Ich habe das erste Mal seit Tagen richtig geschlafen. Ich fühle
mich frisch, ausgeschlafen. Was kostet die Welt... Auf zum Bäume
ausreißen. Ich bin unverwundbar. Kommt her, ihr könnt mir nichts
anhaben. Gut so, dieses Gefühl musst du dir konservieren. Quatsch,
die Überzeugung beibehalten. Glaub an dich. Glaube versetzt Berge.
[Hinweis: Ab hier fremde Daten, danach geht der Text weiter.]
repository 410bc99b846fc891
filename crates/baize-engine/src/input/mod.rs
pub mod queue;
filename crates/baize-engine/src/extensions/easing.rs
// extensions/easing.rs
//
// Easing curves for tweens. Pure math, no Scene access.

use std::f32::consts::PI;

use glam::Vec2;

#[derive(Debug, Clone, Copy, PartialEq, Eq, Default)]
pub enum Easing {
    /// Constant velocity.
    #[default]
    Linear,
    /// Slow start (a ball dropping into the pocket).
    QuadIn,
    /// Slow end.
    QuadOut,
    QuadInOut,
    SineInOut,
}

impl Easing {
    /// Map normalized time `t` (clamped to [0, 1]) onto the curve.
    #[inline]
    pub fn apply(self, t: f32) -> f32 {
        let t = t.clamp(0.0, 1.0);
        match self {
            Easing::Linear => t,
            Easing::QuadIn => t * t,
            Easing::QuadOut => 1.0 - (1.0 - t) * (1.0 - t),
            Easing::QuadInOut => {
                if t < 0.5 {
                    2.0 * t * t
                } else {
                    1.0 - (-2.0 * t + 2.0).powi(2) / 2.0
                }
            }
            Easing::SineInOut => -((PI * t).cos() - 1.0) / 2.0,
        }
    }
}

#[inline]
pub fn lerp_vec2(a: Vec2, b: Vec2, t: f32) -> Vec2 {
    a + (b - a) * t
}

/// Interpolate between two points along an easing curve.
#[inline]
pub fn ease_vec2(a: Vec2, b: Vec2, t: f32, easing: Easing) -> Vec2 {
    lerp_vec2(a, b, easing.apply(t))
}
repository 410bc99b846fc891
//! Snooker ball data: the six colored slots, ball kinds and the tags
//! carried by every body the game spawns.

use baize_engine::Rgb;

/// A colored ball, identified by the slot it re-spots to.
#[derive(Debug, Clone, Copy, PartialEq, Eq, Hash)]
pub enum ColorSlot {
    Green,
    Brown,
    Yellow,
    Blue,
    Pink,
    Black,
}

impl ColorSlot {
    /// Slot order: the three baulk colors top to bottom, then blue, pink, black.
    pub const ALL: [ColorSlot; 6] = [
        ColorSlot::Green,
        ColorSlot::Brown,
        ColorSlot::Yellow,
        ColorSlot::Blue,
        ColorSlot::Pink,
        ColorSlot::Black,
    ];

    pub fn index(self) -> usize {
        match self {
            ColorSlot::Green => 0,
            ColorSlot::Brown => 1,
            ColorSlot::Yellow => 2,
            ColorSlot::Blue => 3,
            ColorSlot::Pink => 4,
            ColorSlot::Black => 5,
        }
    }

    pub fn from_index(index: usize) -> Option<Self> {
        Self::ALL.get(index).copied()
    }

    pub fn color(self) -> Rgb {
        match self {
            ColorSlot::Green => Rgb::from_u8(74, 183, 142),
            ColorSlot::Brown => Rgb::from_u8(144, 70, 23),
            ColorSlot::Yellow => Rgb::from_u8(255, 234, 45),
            ColorSlot::Blue => Rgb::from_u8(55, 78, 233),
            ColorSlot::Pink => Rgb::from_u8(250, 155, 197),
            ColorSlot::Black => Rgb::from_u8(89, 89, 89),
        }
    }

    pub fn name(self) -> &'static str {
        match self {
            ColorSlot::Green => "green",
            ColorSlot::Brown => "brown",
            ColorSlot::Yellow => "yellow",
            ColorSlot::Blue => "blue",
            ColorSlot::Pink => "pink",
            ColorSlot::Black => "black",
        }
    }
}

#[derive(Debug, Clone, Copy, PartialEq, Eq, Hash)]
pub enum BallKind {
    Cue,
    Red,
    Colored(ColorSlot),
}

impl BallKind {
    pub fn color(self) -> Rgb {
        match self {
            BallKind::Cue => Rgb::WHITE,
            BallKind::Red => Rgb::from_u8(255, 0, 0),
            BallKind::Colored(slot) => slot.color(),
        }
    }

    /// Short name for log lines.
    pub fn name(self) -> &'static str {
        match self {
            BallKind::Cue => "cue",
            BallKind::Red => "red",
            BallKind::Colored(slot) => slot.name(),
        }
    }
}

/// Tag attached to every physics entity at creation. Collision handling
/// matches on pairs of these instead of searching ball lists.
#[derive(Debug, Clone, Copy, PartialEq, Eq)]
pub enum BodyKind {
    Ball(BallKind),
    Cushion,
    Wall,
    Pocket(usize),
}

impl BodyKind {
    /// How a cue-ball contact with this body is reported to the player.
    pub fn contact_label(self) -> &'static str {
        match self {
            BodyKind::Ball(BallKind::Red) => "red ball",
            BodyKind::Ball(BallKind::Colored(_)) => "colored ball",
            BodyKind::Ball(BallKind::Cue) => "cue ball",
            BodyKind::Cushion | BodyKind::Wall => "cushion",
            BodyKind::Pocket(_) => "pocket",
        }
    }
}

#[cfg(test)]
mod tests {
    use super::*;

    #[test]
    fn slot_index_round_trips() {
        for (i, slot) in ColorSlot::ALL.iter().enumerate() {
            assert_eq!(slot.index(), i);
            assert_eq!(ColorSlot::from_index(i), Some(*slot));
        }
        assert_eq!(ColorSlot::from_index(6), None);
    }

    #[test]
    fn ball_colors() {
        assert_eq!(BallKind::Cue.color(), Rgb::WHITE);
        assert_eq!(BallKind::Red.color(), Rgb::new(1.0, 0.0, 0.0));
        assert_eq!(BallKind::Colored(ColorSlot::Brown).color(), Rgb::from_u8(144, 70, 23));
    }

    #[test]
    fn contact_labels() {
        assert_eq!(BodyKind::Cushion.contact_label(), "cushion");
        assert_eq!(BodyKind::Wall.contact_label(), "cushion");
        assert_eq!(BodyKind::Pocket(3).contact_label(), "pocket");
        assert_eq!(BodyKind::Ball(BallKind::Red).contact_label(), "red ball");
        assert_eq!(BodyKind::Ball(BallKind::Colored(ColorSlot::Pink)).contact_label(), "colored ball");
    }

    #[test]
    fn log_names() {
        assert_eq!(BallKind::Red.name(), "red");
        assert_eq!(BallKind::Colored(ColorSlot::Yellow).name(), "yellow");
        assert_eq!(BallKind::Cue.name(), "cue");
    }
}
use glam::Vec2;

/// Input event types the engine understands.
/// Generic: no game-specific semantics.
#[derive(Debug, Clone, Copy, PartialEq)]
pub enum InputEvent {
    /// A touch/click began at world coordinates (x, y).
    PointerDown { x: f32, y: f32 },
    /// A touch/cursor moved to world coordinates (x, y).
    PointerMove { x: f32, y: f32 },
    /// A touch/click ended at world coordinates (x, y).
    PointerUp { x: f32, y: f32 },
    /// A printable key was pressed.
    Key { key: char },
    /// A command from the host UI (buttons, forms).
    Command { kind: u32 },
}

impl InputEvent {
    fn pointer(&self) -> Option<Vec2> {
        match *self {
            InputEvent::PointerDown { x, y }
            | InputEvent::PointerMove { x, y }
            | InputEvent::PointerUp { x, y } => Some(Vec2::new(x, y)),
            _ => None,
        }
    }
}

/// A queue of input events.
/// JS writes events into the queue; the runner hands them to the game on
/// the next tick and then clears it.
pub struct InputQueue {
    events: Vec<InputEvent>,
    last_pointer: Option<Vec2>,
}

impl InputQueue {
    pub fn new() -> Self {
        Self {
            events: Vec::with_capacity(32),
            last_pointer: None,
        }
    }

    /// Push a new input event (called from JS via wasm-bindgen).
    pub fn push(&mut self, event: InputEvent) {
        if let Some(p) = event.pointer() {
            self.last_pointer = Some(p);
        }
        self.events.push(event);
    }

    /// Iterate over pending events in arrival order.
    pub fn iter(&self) -> impl Iterator<Item = &InputEvent> {
        self.events.iter()
    }

    /// Drop pending events. The last pointer position survives.
    pub fn clear(&mut self) {
        self.events.clear();
    }

    /// Most recent pointer position seen, for hover feedback such as an aim line.
    pub fn last_pointer(&self) -> Option<Vec2> {
        self.last_pointer
    }

    pub fn is_empty(&self) -> bool {
        self.events.is_empty()
    }

    pub fn len(&self) -> usize {
        self.events.len()
    }
}

impl Default for InputQueue {
    fn default() -> Self {
        Self::new()
    }
}

#[cfg(test)]
mod tests {
    use super::*;

    #[test]
    fn events_keep_arrival_order() {
        let mut q = InputQueue::new();
        q.push(InputEvent::PointerDown { x: 10.0, y: 20.0 });
        q.push(InputEvent::Key { key: '2' });
        q.push(InputEvent::Command { kind: 1 });
        assert_eq!(q.len(), 3);

        let kinds: Vec<_> = q.iter().copied().collect();
        assert_eq!(kinds[1], InputEvent::Key { key: '2' });

        q.clear();
        assert!(q.is_empty());
    }

    #[test]
    fn last_pointer_survives_clear() {
        let mut q = InputQueue::new();
        assert_eq!(q.last_pointer(), None);
        q.push(InputEvent::PointerMove { x: 5.0, y: 6.0 });
        q.push(InputEvent::Key { key: '1' });
        q.clear();
        assert_eq!(q.last_pointer(), Some(Vec2::new(5.0, 6.0)));
    }
}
     -Guten Morgen, Leute, was gibt’s?-
       -Da sind welche von der Polizei für Dich, hast Du was ausgefressen?-
     -Ich?! Quatsch! Ach, ist bestimmt wegen der Kleinen; ich sach doch,
wir haben an dem Tag auch ein paar Bier zusammen getrunken-

          -Wir versuchen, uns ein lückenloses Bild über ihre letzten
Stunden zu machen. Da taucht auch Ihr Name auf-
    
     -Wir haben an dem Tag auch ein paar Bier zusammen getrunken-
      
          -Wann genau?-

     -Schwere Frage. Die Party lief doch schon seit mittags und ich hatte
da auch schon einige Biere auf-

          -Wann ungefähr?-

     -Es wurde schon dunkel. Ich glaube, es war schon dunkel, als ich
nach Hause ging-

          -Sie wurden etwa eine Stunde vor dem Mord mit ihr gesehen-

     -Und wann war das?-

          -Nicht nur die zeitliche Nähe, Sie wurden auch in Tatortnähe
zusammen gesehen-

     -Wir sind ein wenig abseits in den Park gegangen. Sie war schlecht
drauf. Ich hab sie getröstet-

          -Wollten Sie mehr von ihr?-

     -Was heißt mehr?-

          -Sex-

     -Nein. Na ja. Klar. Ich war betrunken. Sie auch. Ich wollte schon was
von ihr. Aber ich war viel zu betrunken-

          -Kam es zu Sex?-

     -Wir waren beide zu betrunken-

          -Hatten Sie Sex miteinander?-

     -Nein. Wir haben uns vielleicht ein wenig betatscht. Aber da lief
nichts mehr. Wir haben zusammen darüber gelacht-

War ich glaubwürdig? Na klar, genau so hat es sich abgespielt. So und
nicht anders. Damit ist das Thema für mich durch. Eine Stunde vorher
sind wir zusammen gesehen worden. In der Zeit kann ja noch alles
Mögliche passiert sein. Wann bin ich nach Haus gekommen? Hat mich
noch jemand gesehen? He, alles Fragen, die noch nicht gestellt wurden.
Na, dann sehen wir uns ja wohl doch noch einmal wieder.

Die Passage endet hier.